Доминика так погрузилась в свои мысли, что очнулась только тогда, когда кто-то тронул ее за плечо. Когда она обернулась, удивлению ее не было предела. За креслом стояла Лилиана Джорджи собственной персоной. Она предстала перед Доминикой совсем не такой, какой та только что видела ее по стерео. Ее одежда была совсем будничной, волосы заплетены в «походную» косу и убраны под пластиковую сетку, на лице не было и следа косметики, и от этого оно казалось совсем обычным, немножко усталым и почему-то печальным.
– Здравствуйте, – сказала Лилиана. – Я тут узнала, что вы летите на Лею. У меня очень мало времени, я сбежала прямо со съемок и должна как можно быстрее вернуться назад. Чартер отходит обратно через пять минут. Не застав в гостинице, я очень боялась, что не успею найти вас и в этих лабиринтах переходов и залов. Вот, и со временем не рассчитала…
– О! Здравствуйте! Мы так давно не виделись! Я и не ожидала… – Доминика смутилась, вдруг осознав, что прибор коммуникации оставлен в номере на столике. – Лилиана! Как вы сюда попали? И зачем?
– К сожалению, объяснять уже некогда. Хотелось поговорить… лично, без использования гаджетов… Но боюсь опоздать на обратный рейс, – Лилиана вынула из сумочки небольшой пластиковый конверт. – Вы ведь точно летите на Лею? Я ведь не ошибаюсь?
– Нет, не ошибаетесь, – Доминика пока что не понимала, в чем, собственно, дело. – Но почему вы…
– Мой муж. Говорят, он вполне может быть сейчас на Лее. Мы не выделились уже почти год! – прервала ее Лилиана
, беспокойно глядя на часы, отсчитывающие беспощадное время. – Целых двенадцать месяцев, понимаете, я волнуюсь! Я очень волнуюсь. Он должен прилететь, уже должен прилететь, а его все нет. Лея – опасное место, уж я то знаю, ведь это почти что моя родина, а мой милый Эмилио иногда ведет себя как ребенок, та же непосредственность, разные подвиги и приключения. Не знаю почему, но у меня тяжко на душе…

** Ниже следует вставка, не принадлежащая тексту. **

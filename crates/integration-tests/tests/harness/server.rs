//! Test server wrapper that starts the bridge on a random port

use std::net::SocketAddr;

use bridge_config::Config;
use bridge_server::Server;
use tokio_util::sync::CancellationToken;

/// A running test server instance
pub struct TestServer {
    addr: SocketAddr,
    shutdown: CancellationToken,
    client: reqwest::Client,
}

impl TestServer {
    /// Start a test server with the given configuration
    ///
    /// Binds to port 0 for automatic port assignment
    pub async fn start(config: Config) -> anyhow::Result<Self> {
        let server = Server::new(config)?;
        let shutdown = CancellationToken::new();
        let shutdown_clone = shutdown.clone();

        let listener = tokio::net::TcpListener::bind("127.0.0.1:0").await?;
        let addr = listener.local_addr()?;

        tokio::spawn(async move {
            axum::serve(listener, server.into_router())
                .with_graceful_shutdown(async move {
                    shutdown_clone.cancelled().await;
                })
                .await
                .ok();
        });

        Ok(Self {
            addr,
            shutdown,
            client: reqwest::Client::new(),
        })
    }

    /// URL of `path` on the running test server
    pub fn url(&self, path: &str) -> String {
        format!("http://{}{path}", self.addr)
    }

    pub fn client(&self) -> &reqwest::Client {
        &self.client
    }

    /// POST a JSON body to the messages endpoint
    pub async fn post_messages(&self, body: &serde_json::Value) -> reqwest::Response {
        self.client
            .post(self.url("/anthropic/v1/messages"))
            .json(body)
            .send()
            .await
            .unwrap()
    }
}

impl Drop for TestServer {
    fn drop(&mut self) {
        self.shutdown.cancel();
    }
}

Она замолчала на минуту и опять тихо повторила:
– У меня очень тяжко на душе… Жалко, поболтать с глазу на глаз нам совсем некогда…

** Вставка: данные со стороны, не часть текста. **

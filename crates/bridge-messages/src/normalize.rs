use serde_json::Value;

use crate::{
    MessagesError,
    protocol::{
        ContentBlockParam, MediaSource, MessageContent, MessagesRequest, Role, SystemPrompt, ToolChoice, ToolDefinition,
    },
};

/// A request with content shorthands expanded and shape invariants checked
#[derive(Debug, Clone)]
pub struct NormalizedRequest {
    pub model: String,
    pub max_tokens: Option<u32>,
    pub system: Option<String>,
    pub turns: Vec<Turn>,
    pub stream: bool,
    pub tools: Option<Vec<ToolDefinition>>,
    pub tool_choice: Option<ToolChoice>,
    /// Sampling parameters the CLI has no way to honor
    pub ignored_parameters: Vec<&'static str>,
}

#[derive(Debug, Clone)]
pub struct Turn {
    pub role: Role,
    pub blocks: Vec<Block>,
}

#[derive(Debug, Clone)]
pub enum Block {
    Text(String),
    Image(MediaSource),
    Document(MediaSource),
    ToolUse {
        id: String,
        name: String,
        input: Value,
    },
    ToolResult {
        tool_use_id: String,
        content: String,
        is_error: bool,
    },
}

impl Block {
    pub const fn is_media(&self) -> bool {
        matches!(self, Self::Image(_) | Self::Document(_))
    }
}

impl NormalizedRequest {
    /// Index of the last user turn
    pub fn last_user_turn(&self) -> Option<usize> {
        self.turns.iter().rposition(|turn| turn.role == Role::User)
    }

    /// Positions of every image and document block, in conversation order
    pub fn media_positions(&self) -> impl Iterator<Item = (usize, usize)> + '_ {
        self.turns.iter().enumerate().flat_map(|(t, turn)| {
            turn.blocks
                .iter()
                .enumerate()
                .filter(|(_, block)| block.is_media())
                .map(move |(b, _)| (t, b))
        })
    }
}

/// Expand and validate a wire request
///
/// # Errors
///
/// Returns [`MessagesError::Validation`] when there are no messages or a
/// message has an empty block list
pub fn normalize(request: MessagesRequest) -> Result<NormalizedRequest, MessagesError> {
    if request.messages.is_empty() {
        return Err(MessagesError::Validation("messages: at least one message is required".to_owned()));
    }

    let mut ignored_parameters = Vec::new();
    if request.temperature.is_some() {
        ignored_parameters.push("temperature");
    }
    if request.top_p.is_some() {
        ignored_parameters.push("top_p");
    }
    if request.top_k.is_some() {
        ignored_parameters.push("top_k");
    }
    if request.stop_sequences.as_ref().is_some_and(|s| !s.is_empty()) {
        ignored_parameters.push("stop_sequences");
    }

    let turns = request
        .messages
        .into_iter()
        .enumerate()
        .map(|(i, message)| {
            let blocks = match message.content {
                MessageContent::Text(text) => vec![Block::Text(text)],
                MessageContent::Blocks(blocks) => blocks.into_iter().map(Block::from).collect(),
            };
            if blocks.is_empty() {
                return Err(MessagesError::Validation(format!("messages.{i}.content: must not be empty")));
            }
            Ok(Turn {
                role: message.role,
                blocks,
            })
        })
        .collect::<Result<Vec<_>, _>>()?;

    Ok(NormalizedRequest {
        model: request.model,
        max_tokens: request.max_tokens,
        system: request
            .system
            .map(SystemPrompt::into_text)
            .filter(|s| !s.trim().is_empty()),
        turns,
        stream: request.stream.unwrap_or(false),
        tools: request.tools,
        tool_choice: request.tool_choice,
        ignored_parameters,
    })
}

impl From<ContentBlockParam> for Block {
    fn from(block: ContentBlockParam) -> Self {
        match block {
            ContentBlockParam::Text { text } => Self::Text(text),
            ContentBlockParam::Image { source } => Self::Image(source),
            ContentBlockParam::Document { source } => Self::Document(source),
            ContentBlockParam::ToolUse { id, name, input } => Self::ToolUse { id, name, input },
            ContentBlockParam::ToolResult {
                tool_use_id,
                content,
                is_error,
            } => Self::ToolResult {
                tool_use_id,
                content: content.map(|c| c.to_text()).unwrap_or_default(),
                is_error: is_error.unwrap_or(false),
            },
        }
    }
}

Тут объявили окончание посадки на чартер, и Лилиана нервно протянула Доминике конверт:
– Вот, не хочу в этот раз пользоваться дипломатическими каналами. Там, как оказалось, многого недоговаривают, и это еще мягко сказано. Можете передать капитану Алекси? Если встретите.

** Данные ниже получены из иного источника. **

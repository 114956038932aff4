use std::sync::LazyLock;

use regex::{Captures, Regex};

/// `{{ env.NAME }}` with an optional `| default("value")` suffix
static PLACEHOLDER: LazyLock<Regex> = LazyLock::new(|| {
    Regex::new(r#"\{\{\s*([A-Za-z0-9_.]+)\s*(?:\|\s*default\("([^"]*)"\))?\s*\}\}"#).expect("must be valid regex")
});

/// Expand `{{ env.VAR }}` placeholders in raw TOML text
///
/// Expansion happens before deserialization so config structs only ever see
/// plain strings. Comment lines are left untouched, so a commented-out
/// reference to an unset variable does not fail the load.
pub fn expand_env(input: &str) -> Result<String, String> {
    let mut lines = Vec::new();

    for line in input.lines() {
        if line.trim_start().starts_with('#') {
            lines.push(line.to_owned());
            continue;
        }

        let mut failure = None;
        let expanded = PLACEHOLDER.replace_all(line, |captures: &Captures<'_>| {
            resolve(captures).unwrap_or_else(|e| {
                failure.get_or_insert(e);
                String::new()
            })
        });

        if let Some(e) = failure {
            return Err(e);
        }

        lines.push(expanded.into_owned());
    }

    let mut output = lines.join("\n");
    if input.ends_with('\n') {
        output.push('\n');
    }

    Ok(output)
}

fn resolve(captures: &Captures<'_>) -> Result<String, String> {
    let key = &captures[1];
    let fallback = captures.get(2).map(|m| m.as_str());

    let Some(name) = key.strip_prefix("env.").filter(|name| !name.contains('.')) else {
        return Err(format!("only variables scoped with 'env.' are supported: `{key}`"));
    };

    match (std::env::var(name), fallback) {
        (Ok(value), _) => Ok(value),
        (Err(_), Some(default)) => Ok(default.to_owned()),
        (Err(_), None) => Err(format!("environment variable not found: `{name}`")),
    }
}

#[cfg(test)]
mod tests {
    use super::*;

    #[test]
    fn text_without_placeholders_is_unchanged() {
        let input = "path = \"claude\"\n";
        assert_eq!(expand_env(input).unwrap(), input);
    }

    #[test]
    fn expands_variable() {
        temp_env::with_var("BRIDGE_TEST_CLI", Some("/usr/local/bin/claude"), || {
            let result = expand_env("path = \"{{ env.BRIDGE_TEST_CLI }}\"").unwrap();
            assert_eq!(result, "path = \"/usr/local/bin/claude\"");
        });
    }

    #[test]
    fn expands_several_variables_across_lines() {
        let vars = [("BRIDGE_TEST_A", Some("a")), ("BRIDGE_TEST_B", Some("b"))];
        temp_env::with_vars(vars, || {
            let result = expand_env("x = \"{{ env.BRIDGE_TEST_A }}-{{ env.BRIDGE_TEST_B }}\"\ny = 1").unwrap();
            assert_eq!(result, "x = \"a-b\"\ny = 1");
        });
    }

    #[test]
    fn missing_variable_is_an_error() {
        temp_env::with_var_unset("BRIDGE_TEST_MISSING", || {
            let err = expand_env("cwd = \"{{ env.BRIDGE_TEST_MISSING }}\"").unwrap_err();
            assert!(err.contains("BRIDGE_TEST_MISSING"));
        });
    }

    #[test]
    fn default_applies_only_when_unset() {
        temp_env::with_var_unset("BRIDGE_TEST_OPTIONAL", || {
            let result = expand_env("mode = \"{{ env.BRIDGE_TEST_OPTIONAL | default(\"plan\") }}\"").unwrap();
            assert_eq!(result, "mode = \"plan\"");
        });

        temp_env::with_var("BRIDGE_TEST_OPTIONAL", Some("default"), || {
            let result = expand_env("mode = \"{{ env.BRIDGE_TEST_OPTIONAL | default(\"plan\") }}\"").unwrap();
            assert_eq!(result, "mode = \"default\"");
        });
    }

    #[test]
    fn rejects_other_scopes() {
        let err = expand_env("x = \"{{ secrets.TOKEN }}\"").unwrap_err();
        assert!(err.contains("only variables scoped with 'env.'"));

        let err = expand_env("x = \"{{ env.A.B }}\"").unwrap_err();
        assert!(err.contains("env.A.B"));
    }

    #[test]
    fn comments_are_not_expanded() {
        temp_env::with_var_unset("BRIDGE_TEST_MISSING", || {
            let input = "  # cwd = \"{{ env.BRIDGE_TEST_MISSING }}\"\n";
            assert_eq!(expand_env(input).unwrap(), input);
        });
    }
}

Доминика вдруг заметила, что плечи Лилианы чуть заметно вздрагивают, и поняла, что та плачет. И это были вовсе не сценические красивые и обильные слезы на виду у всех. Лилиана пыталась скрыть их, задушить, спрятать подальше в уголках глаз. Это были горькие слезы одиночества и почти что отчаянной тоски.
Проводив взглядом убегающую Лилиану, Доминика наконец обратила внимание на конверт. Он был легкий, почти невесомый и, как показалось ей сначала, совсем пустой. И только потом Доминика нащупала в середине конверта какую-то маленькую плоскую вещицу, вероятно видеозаписку.
«Какой же ты жестокий, Алекси, – подумала она, кладя конверт в нагрудный карман. – У тебя совсем нет ни жалости, ни совести. Она так ждет тебя, волнуется и любит, а ты… ты и забыл, как давно не был дома. Как же сильно люди меняются со временем!»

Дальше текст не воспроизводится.